### [PROBLEM DESCRIPTION]
Could you please return each line of the data that has the word "graphemes"?
(Beginning of INFORMATION)
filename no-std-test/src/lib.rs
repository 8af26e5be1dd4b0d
#![no_std]
extern crate alloc;
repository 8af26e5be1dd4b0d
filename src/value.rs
#[cfg(not(feature = "std"))]
use crate::std;

#[cfg(feature = "derive")]
use serde::{Deserialize, Serialize};

use std::convert::TryFrom;
use std::fmt;
use std::string::String;

use crate::Error;

#[cfg(feature = "debug")]
use log::debug;

/// How a raw token gets coerced once it has been matched to a definition.
#[derive(Debug, PartialEq, Eq, Clone, Copy)]
#[cfg_attr(feature = "derive", derive(Serialize, Deserialize))]
pub enum ValueKind {
    String,
    Integer,
    Float,
}

impl Default for ValueKind {
    fn default() -> Self {
        ValueKind::String
    }
}

impl fmt::Display for ValueKind {
    fn fmt(&self, f: &mut fmt::Formatter<'_>) -> fmt::Result {
        f.write_str(match self {
            ValueKind::String => "string",
            ValueKind::Integer => "integer",
            ValueKind::Float => "float",
        })
    }
}

#[derive(Debug, PartialEq, Clone)]
#[cfg_attr(feature = "derive", derive(Serialize, Deserialize))]
pub enum Value {
    String(String),
    Int(i32),
    Float(f64),
}

impl Value {
    pub fn kind(&self) -> ValueKind {
        match self {
            Value::String(_) => ValueKind::String,
            Value::Int(_) => ValueKind::Integer,
            Value::Float(_) => ValueKind::Float,
        }
    }
}

macro_rules! converters {
    ($x:ty, $into:ident) => {
        impl std::convert::From<$x> for Value {
            fn from(val: $x) -> Self {
                Value::$into(val)
            }
        }

        impl TryFrom<Value> for $x {
            type Error = Error;

            fn try_from(value: Value) -> Result<$x, Error> {
                match value {
                    Value::$into(b) => Ok(b),
                    e => Err(Error::WrongValueType(e)),
                }
            }
        }

        impl<'a> TryFrom<&'a Value> for &'a $x {
            type Error = Error;

            fn try_from(value: &'a Value) -> Result<&'a $x, Error> {
                match value {
                    Value::$into(b) => Ok(b),
                    e => Err(Error::WrongValueType(e.clone())),
                }
            }
        }
    };
}

converters!(i32, Int);
converters!(f64, Float);
converters!(String, String);

impl<'a> TryFrom<&'a Value> for &'a str {
    type Error = Error;

    fn try_from(value: &'a Value) -> Result<&'a str, Error> {
        match value {
            Value::String(b) => Ok(b),
            e => Err(Error::WrongValueType(e.clone())),
        }
    }
}

impl std::convert::From<&str> for Value {
    fn from(val: &str) -> Self {
        Value::String(String::from(val))
    }
}

/// Coerces `raw` into a [`Value`] of the given kind.
///
/// Numeric kinds are permissive unless `strict` is set: the longest numeric prefix is used and text
/// without one becomes zero. In strict mode the whole token has to parse.
pub(crate) fn coerce(kind: ValueKind, raw: &str, strict: bool) -> Result<Value, Error> {
    Ok(match kind {
        ValueKind::String => Value::from(raw),
        ValueKind::Integer if strict => Value::Int(
            raw.parse::<i32>()
                .map_err(|_| Error::InvalidValue(String::from(raw), kind))?,
        ),
        ValueKind::Float if strict => Value::Float(
            raw.parse::<f64>()
                .map_err(|_| Error::InvalidValue(String::from(raw), kind))?,
        ),
        ValueKind::Integer => Value::Int(leading_int(raw)),
        ValueKind::Float => Value::Float(leading_float(raw)),
    })
}

fn is_c_space(c: char) -> bool {
    matches!(c, ' ' | '\t' | '\n' | '\x0b' | '\x0c' | '\r')
}

// atoi: optional whitespace and sign, then as many digits as there are. Saturates at the i32 bounds.
fn leading_int(raw: &str) -> i32 {
    let s = raw.trim_start_matches(is_c_space);
    let (negative, digits) = match s.as_bytes().first() {
        Some(b'-') => (true, &s[1..]),
        Some(b'+') => (false, &s[1..]),
        _ => (false, s),
    };
    let limit = i64::from(i32::MAX) + 1;
    let mut acc: i64 = 0;
    let mut seen = false;
    for b in digits.bytes().take_while(|b| b.is_ascii_digit()) {
        seen = true;
        acc = (acc * 10 + i64::from(b - b'0')).min(limit);
    }
    if !seen {
        debug!("no integer prefix in {:?}, using 0", raw);
    }
    let acc = if negative { -acc } else { acc };
    acc.clamp(i64::from(i32::MIN), i64::from(i32::MAX)) as i32
}

// atof: optional whitespace and sign, then inf/nan or a decimal mantissa with an optional exponent.
fn leading_float(raw: &str) -> f64 {
    let s = raw.trim_start_matches(is_c_space);
    let bytes = s.as_bytes();
    let mut end = match bytes.first() {
        Some(b'+') | Some(b'-') => 1,
        _ => 0,
    };
    let sign = if bytes.first() == Some(&b'-') { -1.0 } else { 1.0 };

    let rest = &bytes[end..];
    if rest.len() >= 3 && rest[..3].eq_ignore_ascii_case(b"nan") {
        return f64::NAN;
    }
    if rest.len() >= 3 && rest[..3].eq_ignore_ascii_case(b"inf") {
        return sign * f64::INFINITY;
    }

    let mut digits = 0;
    while end < bytes.len() && bytes[end].is_ascii_digit() {
        end += 1;
        digits += 1;
    }
    if end < bytes.len() && bytes[end] == b'.' {
        end += 1;
        while end < bytes.len() && bytes[end].is_ascii_digit() {
            end += 1;
            digits += 1;
        }
    }
    if digits == 0 {
        debug!("no float prefix in {:?}, using 0", raw);
        return 0.0;
    }

    if end < bytes.len() && (bytes[end] == b'e' || bytes[end] == b'E') {
        let mut exp = end + 1;
        if let Some(b'+') | Some(b'-') = bytes.get(exp) {
            exp += 1;
        }
        let start = exp;
        while exp < bytes.len() && bytes[exp].is_ascii_digit() {
            exp += 1;
        }
        if exp > start {
            end = exp;
        }
    }
    s[..end].parse().unwrap_or(0.0)
}
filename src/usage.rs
#[cfg(not(feature = "std"))]
use crate::std;

use std::string::String;

use crate::Schema;
use unicode_segmentation::UnicodeSegmentation;

/*
  Format:
     USAGE
        ${prog} ${positional} [${optional positional}]

     DESCRIPTION:
        ${description}

     ARGUMENTS:
        ${name} -- ${description}

     OPTIONS:
        -${short}, --${long}     -- ${description}
*/
impl Schema {
    /// Renders the usage text for this schema, with `prog_name` as the invoked program.
    ///
    /// Names are padded to the widest name in their column, measured in graphemes.
    pub fn usage(&self, prog_name: &str) -> String {
        let pos_width = widest(self.positionals.iter().map(|p| p.name.as_str()));
        let short_width = widest(self.options.iter().filter_map(|o| o.short_name.as_deref()));
        let long_width = widest(self.options.iter().map(|o| o.long_name.as_str()));

        let mut usage = String::from("USAGE \n\t");
        usage.push_str(prog_name);
        usage.push(' ');
        for arg in &self.positionals {
            if arg.required {
                usage.push_str(&arg.name);
                usage.push(' ');
            } else {
                usage.push('[');
                usage.push_str(&arg.name);
                usage.push_str("] ");
            }
        }
        usage.push('\n');

        if let Some(description) = &self.prog_description {
            usage.push_str("\nDESCRIPTION:\n\t");
            usage.push_str(description);
            usage.push('\n');
        }

        usage.push_str("\nARGUMENTS:\n");
        for arg in &self.positionals {
            usage.push('\t');
            push_padded(&mut usage, &arg.name, pos_width);
            usage.push_str(" -- ");
            if let Some(description) = &arg.description {
                usage.push_str(description);
            }
            usage.push('\n');
        }

        usage.push_str("\nOPTIONS:\n");
        for opt in &self.options {
            match &opt.short_name {
                Some(short) => {
                    usage.push_str("\t-");
                    push_padded(&mut usage, short, short_width);
                    usage.push_str(", --");
                }
                None => usage.push_str("\t--"),
            }
            push_padded(&mut usage, &opt.long_name, long_width);
            usage.push(' ');
            if let Some(description) = &opt.description {
                usage.push_str("\t -- ");
                usage.push_str(description);
            }
            usage.push('\n');
        }
        usage.push('\n');
        usage
    }

    // the override wins, otherwise the invoked path minus its directories
    pub(crate) fn display_name(&self, argv0: Option<&str>) -> String {
        match (&self.prog_name, argv0) {
            (Some(name), _) => name.clone(),
            (None, Some(path)) => String::from(strip_path(path)),
            (None, None) => String::new(),
        }
    }
}

fn strip_path(path: &str) -> &str {
    path.rsplit(|c: char| c == '/' || c == '\\').next().unwrap_or(path)
}

fn width(s: &str) -> usize {
    s.graphemes(true).count()
}

fn widest<'a, I: Iterator<Item = &'a str>>(names: I) -> usize {
    names.map(width).max().unwrap_or(0)
}

fn push_padded(out: &mut String, s: &str, to: usize) {
    out.push_str(s);
    for _ in width(s)..to {
        out.push(' ');
    }
}

#[cfg(test)]
mod tests {
    use super::strip_path;
    use crate::{Schema, ValueKind};
    use pretty_assertions::assert_eq;

    #[test]
    fn test_strip_path() {
        assert_eq!("prog", strip_path("/usr/bin/prog"));
        assert_eq!("prog.exe", strip_path("C:\\tools\\prog.exe"));
        assert_eq!("prog", strip_path("prog"));
        assert_eq!("", strip_path("dir/"));
    }

    #[test]
    fn test_display_name() {
        let mut schema = Schema::new();
        assert_eq!("prog", schema.display_name(Some("./bin/prog")));
        assert_eq!("", schema.display_name(None));
        schema.program_info(Some("tool"), None);
        assert_eq!("tool", schema.display_name(Some("./bin/prog")));
    }

    #[test]
    fn test_usage() {
        let mut schema = Schema::new();
        schema.program_info(None, Some("does things"));
        schema.add_positional(Some("file"), Some("input file"), ValueKind::String, true);
        schema.add_positional(None, None, ValueKind::Integer, false);
        schema.add_option(Some("v"), Some("verbose"), Some("be loud"), ValueKind::String, false);
        schema.add_option(None, Some("level"), None, ValueKind::Integer, true);
        assert_eq!(
            "USAGE \n\tprog file [arg2] \n\
             \nDESCRIPTION:\n\tdoes things\n\
             \nARGUMENTS:\n\tfile -- input file\n\targ2 -- \n\
             \nOPTIONS:\n\t-v, --verbose \t -- be loud\n\t--level   \n\n",
            schema.usage("prog")
        );
    }

    #[test]
    fn test_usage_empty_schema() {
        assert_eq!("USAGE \n\tprog \n\nARGUMENTS:\n\nOPTIONS:\n\n", Schema::new().usage("prog"));
    }

    #[test]
    fn test_usage_pads_by_grapheme() {
        let mut schema = Schema::new();
        schema.add_positional(Some("ñandú"), None, ValueKind::String, true);
        schema.add_positional(Some("ab"), Some("short"), ValueKind::String, true);
        schema.add_option(Some("Ẩ"), Some("accent"), None, ValueKind::String, false);
        schema.add_option(Some("xy"), Some("wide"), Some("two"), ValueKind::String, false);
        assert_eq!(
            "USAGE \n\tprog ñandú ab \n\
             \nARGUMENTS:\n\tñandú -- \n\tab    -- short\n\
             \nOPTIONS:\n\t-Ẩ , --accent \n\t-xy, --wide   \t -- two\n\n",
            schema.usage("prog")
        );
    }
}
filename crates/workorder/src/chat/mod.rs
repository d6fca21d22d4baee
//! Conversation plumbing.
//!
//! The intake dialogue lives entirely in [`SYSTEM_PROMPT`]. Every turn the
//! browser sends back the whole transcript; the service prepends the prompt,
//! forwards it to the model, and inspects the reply for the generation marker.

mod client;
mod prompt;
mod reply;

use serde::{Deserialize, Serialize};

pub use client::{ChatModel, OpenAiChatModel};
pub use prompt::SYSTEM_PROMPT;
pub use reply::{inspect_reply, Reply, MARKER};

/// User message the UI sends after a logo file was picked.
pub const LOGO_ATTACHED: &str = "[LOGO_ANEXADO]";

/// Author of a transcript entry.
#[derive(Debug, Clone, Copy, PartialEq, Eq, Serialize, Deserialize)]
#[serde(rename_all = "lowercase")]
pub enum Role {
    /// Instructions for the model.
    System,
    /// The person filling in the order.
    User,
    /// The model.
    Assistant,
}

/// One entry of the conversation transcript.
#[derive(Debug, Clone, PartialEq, Eq, Serialize, Deserialize)]
pub struct ChatMessage {
    /// Who wrote the message.
    pub role: Role,
    /// Message text.
    pub content: String,
}

impl ChatMessage {
    /// Create a system message.
    #[must_use]
    pub fn system(content: impl Into<String>) -> Self {
        Self {
            role: Role::System,
            content: content.into(),
        }
    }

    /// Create a user message.
    #[must_use]
    pub fn user(content: impl Into<String>) -> Self {
        Self {
            role: Role::User,
            content: content.into(),
        }
    }

    /// Create an assistant message.
    #[must_use]
    pub fn assistant(content: impl Into<String>) -> Self {
        Self {
            role: Role::Assistant,
            content: content.into(),
        }
    }
}

/// Assemble the messages sent to the model for one turn.
///
/// The system prompt always comes first, followed by the client-held history
/// and, when present and non-empty, the new user message.
#[must_use]
pub fn build_transcript(history: &[ChatMessage], message: Option<&str>) -> Vec<ChatMessage> {
    let mut messages = Vec::with_capacity(history.len() + 2);
    messages.push(ChatMessage::system(SYSTEM_PROMPT));
    messages.extend_from_slice(history);
    if let Some(text) = message.filter(|m| !m.is_empty()) {
        messages.push(ChatMessage::user(text));
    }
    messages
}

#[cfg(test)]
mod tests {
    use super::*;

    #[test]
    fn test_role_serialization() {
        let json = serde_json::to_string(&ChatMessage::assistant("oi")).unwrap();
        assert_eq!(json, r#"{"role":"assistant","content":"oi"}"#);

        let msg: ChatMessage = serde_json::from_str(r#"{"role":"user","content":"p"}"#).unwrap();
        assert_eq!(msg, ChatMessage::user("p"));
    }

    #[test]
    fn test_build_transcript_prepends_prompt() {
        let history = vec![
            ChatMessage::assistant("Qual o nome do cliente?"),
            ChatMessage::user("Maria"),
        ];

        let messages = build_transcript(&history, Some("1199999-0000"));
        assert_eq!(messages.len(), 4);
        assert_eq!(messages[0].role, Role::System);
        assert_eq!(messages[0].content, SYSTEM_PROMPT);
        assert_eq!(&messages[1..3], history.as_slice());
        assert_eq!(messages[3], ChatMessage::user("1199999-0000"));
    }

    #[test]
    fn test_build_transcript_skips_missing_message() {
        let messages = build_transcript(&[], None);
        assert_eq!(messages.len(), 1);

        let messages = build_transcript(&[], Some(""));
        assert_eq!(messages.len(), 1);
    }

    #[test]
    fn test_build_transcript_forwards_logo_placeholder() {
        let messages = build_transcript(&[], Some(LOGO_ATTACHED));
        assert_eq!(messages.last().unwrap().content, LOGO_ATTACHED);
    }
}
(End of INFORMATION)
### [ANSWER TO THE EXERCISE]
    /// Names are padded to the widest name in their column, measured in graphemes.
    s.graphemes(true).count()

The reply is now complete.